Trenta ore di morte e menzogne
Lindau, Collana 'I Leoni'
pagine 226, € 19,00 - eBook € 12,99
aprile 2023
ISBN: 9788833539263
Adolf Hitler si uccide tra le 15,15 e
le 15,30 del 30 aprile 1945. I sovietici sono a pochi metri dal
bunker di Berlino, ma lo scettro non passa immediatamente nelle mani
del grand'ammiraglio Dönitz, che poi metterà il sigillo sulla resa
dei nazisti. Il nuovo cancelliere è Joseph Goebbels, il cantore del
regime: gestirà il suo debole e allucinato governo, circondato dai
carri armati nemici, per sole 30 ore. Poi si ucciderà, insieme a
tutta la sua famiglia. In quel breve lasso di tempo Goebbels non
rinuncerà però alla propaganda, infarcita di menzogne, e alla sua
cultura di morte, cercherà di tagliare le gambe ai gerarchi nazisti
in fuga e a circuire Dönitz con messaggi contraddittori o falsi,
tentando alla fine di trattare, senza successo, con i sovietici.
Documenti e mappe alla mano, Giovanni
Mari analizza le nomine fatte da Hitler attraverso il suo testamento,
illustra l'effettiva estensione del Reich al primo maggio 1945 e la
situazione economico-amministrativa dei territori ancora non
occupati, ripercorre le ultimissime battaglie attorno al Reichstag e
il tentativo di trattativa con i sovietici, raccontando una storia
che pochissimi conoscono davvero.
–––
Tra il suicidio di Adolf Hitler e il
conferimento dei poteri all'ammiraglio Karl Dönitz, l'uomo che l'8
maggio del 1945 avrebbe firmato la resa nazista, la Germania ebbe un
governo guidato da Joseph Goebbels. Un governo che ebbe brevissima
durata, poco più di un giorno. Quasi sempre i libri di storia
trascurano quella giornata. La trascurano nonostante nel corso di
quella notte tra il 30 aprile e il 1° maggio 1945 i successori di
Hitler abbiano tentato una mediazione in extremis con i sovietici. Ed
è a questo tentativo di patteggiamento che Giovanni Mari dedica
un'accurata ricostruzione.
Paolo Mieli, «Corriere della Sera»
Giovanni Mari è giornalista al «Secolo XIX» di Genova. Si è occupato a lungo dello scontro tra i partiti politici italiani, interessandosi in particolare al tema della propaganda politica. Ha pubblicato il saggio Genova, vent'anni dopo. Il G8 del 2011, storia di un fallimento e il romanzo Klausener Strasse. 1970: caccia al cadavere di Hitler, il diario segreto del KGB.

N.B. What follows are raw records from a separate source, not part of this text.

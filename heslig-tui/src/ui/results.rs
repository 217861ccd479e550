use crate::api::dto::{CommentHit, PostHit};
use crate::app::{App, PanelState, FAILURE_BANNER};
use ratatui::{
    layout::{Alignment, Constraint, Direction, Layout, Rect},
    style::{Color, Modifier, Style},
    text::{Line, Span},
    widgets::{Block, Borders, List, ListItem, Paragraph},
    Frame,
};

pub(super) fn render(frame: &mut Frame, area: Rect, app: &App) {
    let columns = Layout::default()
        .direction(Direction::Horizontal)
        .constraints([Constraint::Percentage(50), Constraint::Percentage(50)])
        .split(area);

    render_posts(frame, columns[0], &app.posts);
    render_comments(frame, columns[1], &app.comments);
}

fn panel_block(title: String, more_hint: Option<&str>) -> Block<'_> {
    let block = Block::default().borders(Borders::ALL).title(title);
    match more_hint {
        Some(hint) => block.title_bottom(
            Line::from(format!(" {} ", hint)).style(Style::default().fg(Color::Yellow)),
        ),
        None => block,
    }
}

fn render_placeholder(frame: &mut Frame, area: Rect, title: &str, text: &str, style: Style) {
    let block = Block::default().borders(Borders::ALL).title(title.to_string());
    let paragraph = Paragraph::new(text.to_string())
        .style(style)
        .alignment(Alignment::Center)
        .block(block);
    frame.render_widget(paragraph, area);
}

fn render_posts(frame: &mut Frame, area: Rect, panel: &PanelState<PostHit>) {
    match panel {
        PanelState::Idle => render_placeholder(
            frame,
            area,
            " Posts ",
            "Noch keine Suche.",
            Style::default().fg(Color::DarkGray),
        ),
        PanelState::Loading => render_placeholder(
            frame,
            area,
            " Posts ",
            "Suche läuft...",
            Style::default().fg(Color::Yellow),
        ),
        PanelState::Failed => render_placeholder(
            frame,
            area,
            " Posts ",
            FAILURE_BANNER,
            Style::default()
                .fg(Color::Red)
                .add_modifier(Modifier::BOLD),
        ),
        PanelState::Loaded {
            results,
            loading_more,
        } => {
            let title = format!(" {} Posts von {} ", results.hits.len(), results.total);
            let more_hint = if *loading_more {
                Some("lädt...")
            } else if results.has_more() {
                Some("Mehr Posts zeigen: Ctrl+P")
            } else {
                None
            };

            let items: Vec<ListItem> = results.hits.iter().map(post_item).collect();
            let list = List::new(items).block(panel_block(title, more_hint));
            frame.render_widget(list, area);
        }
    }
}

fn render_comments(frame: &mut Frame, area: Rect, panel: &PanelState<CommentHit>) {
    match panel {
        PanelState::Idle => render_placeholder(
            frame,
            area,
            " Kommentare ",
            "Noch keine Suche.",
            Style::default().fg(Color::DarkGray),
        ),
        PanelState::Loading => render_placeholder(
            frame,
            area,
            " Kommentare ",
            "Suche läuft...",
            Style::default().fg(Color::Yellow),
        ),
        PanelState::Failed => render_placeholder(
            frame,
            area,
            " Kommentare ",
            FAILURE_BANNER,
            Style::default()
                .fg(Color::Red)
                .add_modifier(Modifier::BOLD),
        ),
        PanelState::Loaded {
            results,
            loading_more,
        } => {
            let title = format!(" {} Kommentare von {} ", results.hits.len(), results.total);
            let more_hint = if *loading_more {
                Some("lädt...")
            } else if results.has_more() {
                Some("Mehr Kommentare zeigen: Ctrl+K")
            } else {
                None
            };

            let items: Vec<ListItem> = results.hits.iter().map(comment_item).collect();
            let list = List::new(items).block(panel_block(title, more_hint));
            frame.render_widget(list, area);
        }
    }
}

/// Thumbnails cannot be shown inline, so every post gets its content
/// rating label instead.
fn post_item(hit: &PostHit) -> ListItem<'static> {
    let flag_color = match hit.sfw_flag.as_str() {
        "1" => Color::Green,
        "8" => Color::Cyan,
        _ => Color::Red,
    };

    let line = Line::from(vec![
        Span::styled(
            format!("[{:>4}] ", hit.sfw_label()),
            Style::default().fg(flag_color),
        ),
        Span::raw(format!("von {} ", hit.author)),
        Span::styled(
            format!("({}↑ {}↓) ", hit.up, hit.down),
            Style::default().fg(Color::DarkGray),
        ),
        Span::styled(hit.permalink(), Style::default().fg(Color::Blue)),
    ]);
    ListItem::new(line)
}

fn comment_item(hit: &CommentHit) -> ListItem<'static> {
    let line = Line::from(vec![
        Span::raw(format!("{} beim Post {} ", hit.author, hit.post_id)),
        Span::styled(
            format!("mit ca. {} Benis ", hit.benis()),
            Style::default().fg(Color::DarkGray),
        ),
        Span::styled(hit.permalink(), Style::default().fg(Color::Blue)),
    ]);
    ListItem::new(line)
}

(Foto: © Manuel Cavasin, Ludovica Renaldo, Francesco Cabrio)
L'incipit
Il 29 aprile del 1945, alle 4 del
mattino, rinchiuso nel bunker ricavato tra le fondamenta della Nuova
Cancelleria, in una Berlino ormai distrutta dall’assedio
dell’Armata Rossa, Adolf Hitler firmò il suo testamento politico.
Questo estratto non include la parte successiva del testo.